Issue Date: December 8, 2014
Building A Better Gas Mask
One hundred years ago last month, Allied forces stood their ground in Ypres, preventing the larger and better-equipped German army from taking control of that strategic town in western Belgium. The following spring, Germany attacked again in the Second Battle of Ypres, gassing thousands of French colonial troops with chlorine. That infamous event, which marked the first major use of poison gas as a weapon, introduced the world to the devastating effects of modern chemical warfare. The attack also sent scientists and manufacturers scrambling to develop protective gas masks.

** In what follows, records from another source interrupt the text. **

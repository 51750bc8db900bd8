//! Card Detail Dialog
//!
//! Edit every field of a card, or delete it after confirmation.
//! Fields are seeded from the card when the dialog opens.

use leptos::prelude::*;
use leptos::task::spawn_local;

use crate::components::{DeleteConfirmButton, Modal, PrioritySelector};
use crate::context::AppContext;
use crate::forms::CardDraft;
use crate::markdown::render_markdown;
use crate::models::Card;
use crate::notify::Toast;

#[component]
pub fn CardDetailDialog(
    board_id: String,
    card: Card,
    #[prop(into)] on_close: Callback<()>,
    /// Called after a successful save or delete; the parent reloads
    #[prop(into)] on_changed: Callback<()>,
) -> impl IntoView {
    let ctx = use_context::<AppContext>().expect("AppContext should be provided");

    let draft = CardDraft::from_card(&card);
    let ids = StoredValue::new((board_id, card.id.clone()));
    let assignees = card.assignees.clone();

    let (title, set_title) = signal(draft.title);
    let (description, set_description) = signal(draft.description);
    let (priority, set_priority) = signal(draft.priority);
    let (due_date, set_due_date) = signal(draft.due_date);
    let (labels, set_labels) = signal(draft.labels);
    let (loading, set_loading) = signal(false);
    let (preview, set_preview) = signal(false);

    let save = move |ev: web_sys::SubmitEvent| {
        ev.prevent_default();
        if loading.get_untracked() { return; }
        let draft = CardDraft {
            title: title.get_untracked(),
            description: description.get_untracked(),
            priority: priority.get_untracked(),
            due_date: due_date.get_untracked(),
            labels: labels.get_untracked(),
        };
        let args = match draft.to_update() {
            Ok(args) => args,
            Err(e) => return ctx.notify(Toast::invalid(&e)),
        };
        let (board_id, card_id) = ids.get_value();

        set_loading.set(true);
        spawn_local(async move {
            let result = ctx.api().update_card(&board_id, &card_id, &args).await;
            set_loading.try_set(false);
            match result {
                Ok(_) => {
                    ctx.notify(Toast::success("Card updated", "Changes have been saved successfully."));
                    on_changed.run(());
                }
                Err(e) => ctx.report(&e, "Could not update card. Please try again."),
            }
        });
    };

    let delete = move |_: ()| {
        let (board_id, card_id) = ids.get_value();
        set_loading.set(true);
        spawn_local(async move {
            let result = ctx.api().delete_card(&board_id, &card_id).await;
            set_loading.try_set(false);
            match result {
                Ok(()) => {
                    ctx.notify(Toast::success("Card deleted", "The card has been removed."));
                    on_changed.run(());
                }
                Err(e) => ctx.report(&e, "Could not delete card."),
            }
        });
    };

    view! {
        <Modal title="Card Details" description="View and edit card information" on_close=on_close>
            <form class="dialog-form card-detail" on:submit=save>
                <label for="edit-title">"Title"</label>
                <input
                    id="edit-title"
                    type="text"
                    prop:value=move || title.get()
                    prop:disabled=move || loading.get()
                    on:input=move |ev| set_title.set(event_target_value(&ev))
                />

                <div class="label-row">
                    <label for="edit-description">"Description"</label>
                    <button type="button" class="link-btn" on:click=move |_| set_preview.update(|p| *p = !*p)>
                        {move || if preview.get() { "Edit" } else { "Preview" }}
                    </button>
                </div>
                {move || if preview.get() {
                    view! {
                        <div class="markdown-preview" inner_html=move || render_markdown(&description.get())></div>
                    }.into_any()
                } else {
                    view! {
                        <textarea
                            id="edit-description"
                            rows="4"
                            prop:value=move || description.get()
                            prop:disabled=move || loading.get()
                            on:input=move |ev| set_description.set(event_target_value(&ev))
                        />
                    }.into_any()
                }}

                <div class="field-grid">
                    <div>
                        <label>"Priority"</label>
                        <PrioritySelector current=priority on_change=move |p| set_priority.set(p) disabled=loading />
                    </div>
                    <div>
                        <label for="edit-duedate">"Due Date"</label>
                        <input
                            id="edit-duedate"
                            type="date"
                            prop:value=move || due_date.get()
                            prop:disabled=move || loading.get()
                            on:input=move |ev| set_due_date.set(event_target_value(&ev))
                        />
                    </div>
                </div>

                <label for="edit-labels">"Labels (comma-separated)"</label>
                <input
                    id="edit-labels"
                    type="text"
                    placeholder="bug, feature, urgent"
                    prop:value=move || labels.get()
                    prop:disabled=move || loading.get()
                    on:input=move |ev| set_labels.set(event_target_value(&ev))
                />

                {(!assignees.is_empty()).then(|| view! {
                    <label>"Assignees"</label>
                    <div class="badge-row">
                        {assignees.iter().map(|a| view! { <span class="badge secondary">{a.name.clone()}</span> }).collect_view()}
                    </div>
                })}

                <div class="dialog-footer split">
                    <DeleteConfirmButton
                        button_class="btn-destructive"
                        label="Delete Card"
                        prompt="Delete this card?"
                        disabled=loading
                        on_confirm=delete
                    />
                    <div class="dialog-actions">
                        <button type="button" class="btn-outline" disabled=move || loading.get() on:click=move |_| on_close.run(())>
                            "Cancel"
                        </button>
                        <button type="submit" disabled=move || loading.get()>
                            {move || if loading.get() { "Saving..." } else { "Save Changes" }}
                        </button>
                    </div>
                </div>
            </form>
        </Modal>
    }
}
//! Card Tile Component
//!
//! A draggable card inside a list column. A click that never crossed the
//! drag threshold opens the card detail dialog.

use leptos::prelude::*;
use leptos_dragdrop::*;

use crate::forms::format_due_date;
use crate::models::Card;

/// How many labels fit on a tile before collapsing into "+N"
const VISIBLE_LABELS: usize = 2;

#[component]
pub fn CardTile(
    card: Card,
    dnd: DndSignals,
    /// Card whose move request is still outstanding
    moving_id: ReadSignal<Option<String>>,
    #[prop(into)] on_open: Callback<Card>,
) -> impl IntoView {
    let id = card.id.clone();

    // DnD handlers
    let on_mousedown = make_on_mousedown(dnd, id.clone());
    let on_mouseover = make_on_card_mouseover(dnd, id.clone());
    let on_mouseleave = make_on_mouseleave(dnd);

    // Visual state
    let tile_class = {
        let id = id.clone();
        move || {
            let mut c = String::from("card-tile");
            if dnd.dragging_id_read.with(|d| d.as_deref() == Some(id.as_str())) { c.push_str(" dragging"); }
            if dnd.drop_target_read.with(|t| matches!(t, Some(DropTarget::Card(tid)) if *tid == id)) { c.push_str(" drop-target"); }
            if moving_id.with(|m| m.as_deref() == Some(id.as_str())) { c.push_str(" in-flight"); }
            c
        }
    };

    let on_click = {
        let card = card.clone();
        move |_: web_sys::MouseEvent| {
            // Trailing click of a drag
            if dnd.drag_just_ended_read.get_untracked() || dnd.dragging_id_read.get_untracked().is_some() {
                return;
            }
            on_open.run(card.clone());
        }
    };

    let priority = card.priority;
    let hidden_labels = card.labels.len().saturating_sub(VISIBLE_LABELS);

    view! {
        <div
            class=tile_class
            on:mousedown=on_mousedown
            on:mouseover=on_mouseover
            on:mouseleave=on_mouseleave
            on:click=on_click
        >
            <h4 class="card-title">{card.title.clone()}</h4>
            {card.description.clone().filter(|d| !d.is_empty()).map(|d| view! {
                <p class="card-description">{d}</p>
            })}
            <div class="card-meta">
                {priority.map(|p| view! {
                    <span class=format!("badge priority-{}", p.as_str())>{p.as_str()}</span>
                })}
                {card.due_date.as_deref().map(|due| view! {
                    <span class="badge due-date">"📅 " {format_due_date(due)}</span>
                })}
                {card.labels.iter().take(VISIBLE_LABELS).map(|label| view! {
                    <span class="badge label">{label.clone()}</span>
                }).collect_view()}
                {(hidden_labels > 0).then(|| view! {
                    <span class="badge label more">{format!("+{}", hidden_labels)}</span>
                })}
            </div>
        </div>
    }
}
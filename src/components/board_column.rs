//! Board Column Component
//!
//! One list: header with inline rename and delete, its cards in position
//! order, and an "Add Card" dialog. The card area is a drop target that
//! appends to the end of the list.

use leptos::prelude::*;
use leptos::task::spawn_local;
use leptos_dragdrop::*;

use crate::api::UpdateListArgs;
use crate::components::{CardTile, CreateCardDialog, DeleteConfirmButton};
use crate::context::AppContext;
use crate::models::{Card, List};
use crate::notify::Toast;

#[component]
pub fn BoardColumn(
    board_id: String,
    list: List,
    /// This list's cards, already sorted by position
    #[prop(into)] cards: Signal<Vec<Card>>,
    dnd: DndSignals,
    moving_id: ReadSignal<Option<String>>,
    #[prop(into)] on_open_card: Callback<Card>,
    #[prop(into)] on_card_created: Callback<Card>,
    #[prop(into)] on_list_changed: Callback<List>,
    #[prop(into)] on_list_deleted: Callback<String>,
) -> impl IntoView {
    let ctx = use_context::<AppContext>().expect("AppContext should be provided");

    let list_id = list.id.clone();
    let ids = StoredValue::new((board_id.clone(), list_id.clone()));
    let (name_value, set_name_value) = signal(list.title.clone());
    let (show_create, set_show_create) = signal(false);

    // Save name (only when it actually changed)
    let original_title = StoredValue::new(list.title.clone());
    let save_name = move || {
        let name = name_value.get_untracked().trim().to_string();
        if name.is_empty() || name == original_title.get_value() {
            set_name_value.set(original_title.get_value());
            return;
        }
        let (board_id, list_id) = ids.get_value();
        spawn_local(async move {
            let args = UpdateListArgs { title: Some(&name), ..Default::default() };
            match ctx.api().update_list(&board_id, &list_id, &args).await {
                Ok(updated) => {
                    original_title.try_update_value(|t| *t = updated.title.clone());
                    on_list_changed.run(updated);
                }
                Err(e) => {
                    if let Some(title) = original_title.try_get_value() {
                        set_name_value.try_set(title);
                    }
                    ctx.report(&e, "Could not rename list.");
                }
            }
        });
    };

    let delete_list = move |_: ()| {
        let (board_id, list_id) = ids.get_value();
        spawn_local(async move {
            match ctx.api().delete_list(&board_id, &list_id).await {
                Ok(()) => {
                    ctx.notify(Toast::success("List deleted", "The list and its cards have been removed."));
                    on_list_deleted.run(list_id);
                }
                Err(e) => ctx.report(&e, "Could not delete list."),
            }
        });
    };

    // DnD: the card area accepts drops (append)
    let on_mouseover = make_on_list_mouseover(dnd, list_id.clone());
    let on_mouseleave = make_on_mouseleave(dnd);
    let area_class = {
        let list_id = list_id.clone();
        move || {
            let mut c = String::from("list-cards");
            if dnd.drop_target_read.with(|t| matches!(t, Some(DropTarget::List(tid)) if *tid == list_id)) {
                c.push_str(" drop-target");
            }
            c
        }
    };

    view! {
        <div class="board-column">
            <div class="list-header">
                <input
                    type="text"
                    class="list-title-input"
                    prop:value=move || name_value.get()
                    on:input=move |ev| set_name_value.set(event_target_value(&ev))
                    on:blur=move |_| save_name()
                    on:keydown=move |ev: web_sys::KeyboardEvent| {
                        if ev.key() == "Enter" {
                            ev.prevent_default();
                            save_name();
                        }
                    }
                />
                <DeleteConfirmButton button_class="list-delete-btn" prompt="Delete list?" on_confirm=delete_list />
                <p class="list-count">{move || format!("{} cards", cards.with(Vec::len))}</p>
            </div>

            <div class=area_class on:mouseover=on_mouseover on:mouseleave=on_mouseleave>
                <For
                    each=move || cards.get()
                    // Every field a tile renders, so edits re-render it
                    key=|card: &Card| (
                        card.id.clone(),
                        card.title.clone(),
                        card.description.clone(),
                        card.priority,
                        card.due_date.clone(),
                        card.labels.clone(),
                        card.position,
                    )
                    children=move |card: Card| view! {
                        <CardTile card=card dnd=dnd moving_id=moving_id on_open=on_open_card />
                    }
                />
                <Show when=move || cards.with(Vec::is_empty)>
                    <div class="list-empty">"Drop cards here or add a new one"</div>
                </Show>
            </div>

            <div class="list-footer">
                <button class="btn-ghost" on:click=move |_| set_show_create.set(true)>"+ Add Card"</button>
            </div>

            <Show when=move || show_create.get()>
                <CreateCardDialog
                    board_id=board_id.clone()
                    list_id=list_id.clone()
                    on_close=move |_: ()| set_show_create.set(false)
                    on_created=move |card: Card| {
                        set_show_create.set(false);
                        on_card_created.run(card);
                    }
                />
            </Show>
        </div>
    }
}
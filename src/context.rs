//! Application Context
//!
//! Shared state provided via Leptos Context API.

use leptos::prelude::*;

use crate::api::ApiClient;
use crate::config::AppConfig;
use crate::error::ApiError;
use crate::models::Session;
use crate::notify::{Notify, Toast, Toaster};
use crate::session;

/// Which screen is showing
#[derive(Clone, Debug, PartialEq, Eq)]
pub enum Page {
    Login,
    Register,
    Dashboard,
    Board(String),
}

/// App-wide signals provided via context
#[derive(Clone, Copy)]
pub struct AppContext {
    /// Current page - read
    pub page: ReadSignal<Page>,
    /// Current page - write
    set_page: WriteSignal<Page>,
    /// Signed-in session - read
    pub session: ReadSignal<Option<Session>>,
    /// Signed-in session - write
    set_session: WriteSignal<Option<Session>>,
    config: StoredValue<AppConfig>,
    pub toaster: Toaster,
}

impl AppContext {
    pub fn new(
        page: (ReadSignal<Page>, WriteSignal<Page>),
        session: (ReadSignal<Option<Session>>, WriteSignal<Option<Session>>),
        config: AppConfig,
        toaster: Toaster,
    ) -> Self {
        Self {
            page: page.0,
            set_page: page.1,
            session: session.0,
            set_session: session.1,
            config: StoredValue::new(config),
            toaster,
        }
    }

    pub fn navigate(&self, page: Page) {
        log::debug!("navigate to {:?}", page);
        self.set_page.set(page);
    }

    /// API client carrying the current bearer token
    pub fn api(&self) -> ApiClient {
        let token = self.session.get_untracked().map(|s| s.token);
        ApiClient::new(self.config.with_value(|c| c.api_base_url.clone()), token)
    }

    pub fn sign_in(&self, session: Session) {
        session::save(&session);
        self.set_session.set(Some(session));
        self.navigate(Page::Dashboard);
    }

    pub fn sign_out(&self) {
        session::clear();
        self.set_session.set(None);
        self.navigate(Page::Login);
    }

    pub fn notify(&self, toast: Toast) {
        self.toaster.notify(toast);
    }

    /// Surface a failed call. An expired session sends the user back to login.
    pub fn report(&self, err: &ApiError, message: &str) {
        log::error!("{}: {}", message, err);
        if matches!(err, ApiError::Unauthorized) {
            self.notify(Toast::error("Your session has expired. Please sign in again."));
            self.sign_out();
        } else {
            self.notify(Toast::error(message));
        }
    }
}
//! Application Configuration
//!
//! Build-time settings baked into the WASM bundle.
//! Override with `TASKFLOW_API_URL` / `TASKFLOW_LOG_LEVEL` when running `trunk build`.

use log::LevelFilter;

const DEFAULT_API_URL: &str = "http://localhost:5000/api";
const DEFAULT_TOAST_MS: u32 = 4000;

#[derive(Debug, Clone, PartialEq)]
pub struct AppConfig {
    /// Base URL every API path is appended to (no trailing slash)
    pub api_base_url: String,
    pub log_level: LevelFilter,
    /// How long a toast stays on screen
    pub toast_duration_ms: u32,
}

impl Default for AppConfig {
    fn default() -> Self {
        Self {
            api_base_url: DEFAULT_API_URL.to_string(),
            log_level: LevelFilter::Info,
            toast_duration_ms: DEFAULT_TOAST_MS,
        }
    }
}

impl AppConfig {
    /// Configuration from the compile-time environment
    pub fn from_env() -> Self {
        Self::from_values(option_env!("TASKFLOW_API_URL"), option_env!("TASKFLOW_LOG_LEVEL"))
    }

    fn from_values(api_url: Option<&str>, log_level: Option<&str>) -> Self {
        let mut config = Self::default();
        if let Some(url) = api_url.map(str::trim).filter(|u| !u.is_empty()) {
            config.api_base_url = url.trim_end_matches('/').to_string();
        }
        if let Some(level) = log_level.and_then(|l| l.trim().parse::<LevelFilter>().ok()) {
            config.log_level = level;
        }
        config
    }
}

#[cfg(test)]
mod tests {
    use super::*;

    #[test]
    fn test_defaults_without_env() {
        let config = AppConfig::from_values(None, None);
        assert_eq!(config, AppConfig::default());
    }

    #[test]
    fn test_trailing_slash_is_trimmed() {
        let config = AppConfig::from_values(Some("https://api.example.com/v1/"), None);
        assert_eq!(config.api_base_url, "https://api.example.com/v1");
    }

    #[test]
    fn test_log_level_parsing() {
        assert_eq!(AppConfig::from_values(None, Some("debug")).log_level, LevelFilter::Debug);
        // Garbage falls back to the default
        assert_eq!(AppConfig::from_values(None, Some("loud")).log_level, LevelFilter::Info);
    }
}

A century later, scientists and engineers continue to improve gas masks and gas mask filters. They are drawing on advances in materials and engineering to design masks that are more effective and functional than ever before. And to ensure that the overall gas mask package provides the highest level of respiratory protection, they are studying new types of filtration media, particularly porous metal-organic framework (MOF) compounds.
Unlike in the early-20th century, when gas masks were designed mainly for limited military use, today’s breathing protection devices, known as air-purifying respirators, are standard equipment in numerous markets around the globe, according to Tom Korb, senior global product manager at Melksham, England-based Avon Protection.
Korb notes that more than 2 million Avon respirators are used in some 65 countries. Not only are these kinds of masks used by military personnel, they’re donned by law enforcement agents protecting themselves from pepper spray during riots. They also protect first responders, including firefighters; hazardous materials specialists; workers who may be exposed to toxic fumes and harmful particulates, for example, in the oil, gas, demolition, and mining industries; and people with other occupations, such as spray painting, that call for respiratory protection from solvent vapors.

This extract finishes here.